LA GRANDE DEMOCRAZIA AMERICANA:
Non è un dato che farà saltare qualcuno sulla sedia: l'1 per cento dei cittadini americani adulti vive in cella. La soluzione carceraria al prooblema della devianza, negli Usa è un dato assodato, nessuno si stupisce più dei numeri e della composizione razziale della popolazione carceraria. Una ricerca diffusa ieri dal Pew research center - uno dei più autorevoli istituti di ricerca statistica statunitensi - ci spiega che le persone in carcere sono aumentate di 25mila unità nel 2007, arrivando a un milione e 600mila nelle galere federali e a 726mila nelle "county jail" le carceri gestite da sceriffi e giudici locali.

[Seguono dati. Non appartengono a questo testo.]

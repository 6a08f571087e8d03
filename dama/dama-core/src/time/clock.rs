// Copyright Amazon.com, Inc. or its affiliates. All Rights Reserved.
// SPDX-License-Identifier: Apache-2.0

use crate::time::timestamp::Timestamp;

#[cfg(any(test, feature = "testing"))]
pub mod testing;

/// A `Clock` is a source of [`Timestamp`]s.
pub trait Clock {
    /// Returns the current [`Timestamp`]
    fn get_time(&self) -> Timestamp;
}

impl Clock for Timestamp {
    #[inline]
    fn get_time(&self) -> Timestamp {
        *self
    }
}
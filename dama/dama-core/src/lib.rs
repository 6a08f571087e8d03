// Copyright Amazon.com, Inc. or its affiliates. All Rights Reserved.
// SPDX-License-Identifier: Apache-2.0

#[macro_use]
mod macros;

pub mod address;
pub mod arq;
pub mod control;
pub mod encapsulation;
pub mod error;
pub mod event;
pub mod frame;
pub mod queue;
pub mod request;
pub mod service;
pub mod superframe;
pub mod time;

#[cfg(test)]
mod testing;

pub use error::{Error, Kind as ErrorKind};

pub type Result<T = (), E = Error> = core::result::Result<T, E>;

E che dire del fatto che i numeri che riguardano le minoranze fanno paura? Non lo sapevate già? Un ispanico adulto su 36 e un afroamericano su 15 è galeotto - uno su nove tra i neri tra i 20 e i 35. I maschi finiscono in cella con più facilità delle donne, ma la tendenza è quella di una crescita del numero anche per loro - le afroamericane più delle altre.
Quello che stupisce, in un Paese che guarda all'intervento pubblico come all'ultima delle risorse, è che un impiegato statale su nove lavora per il sistema penitenziario e che i costi per questa grande galera siano tali da non essere più sostenibili - il 7% dei bilanci dei singoli Stati, la voce più cara dopo sanità, scuola e trasporti. I costi sono aumentati del 127% rispetto al 1987, arrivando a 44 miliardi di dollari. Dallo stesso anno il numero di carcerati è quasi triplicato, ma essendo gli Usa uno Stato federale le cose variano parecchio: in California la popolazione carceraria scende mentra aumentano i programmi di inserimento sociale degli ex prigionieri, in Kantucky il dato è +12% solo nell'ultimo anno. Erano gli anni in cui i bilanci statali erano floridi e c'erano milioni di dollari da spendere per costruire prigioni e infilarci dentro i delinquenti. «Oggi non è più così - ha dichiarato Susan Urahn, direttrice del Pew Center on States, il programma che ha condotto la ricerca - fare i duri contro il crimine è una posizione facile da prendere quando ci sono i soldi». Urahn ha anche spiegato che, a giudicare dalle statistiche sui crimini, l'impennata degli arresti e delle condanne non ha intaccato per nulla la qualità della sicurezza: il numero di crimini cresce di pari passo con quello dei galeotti.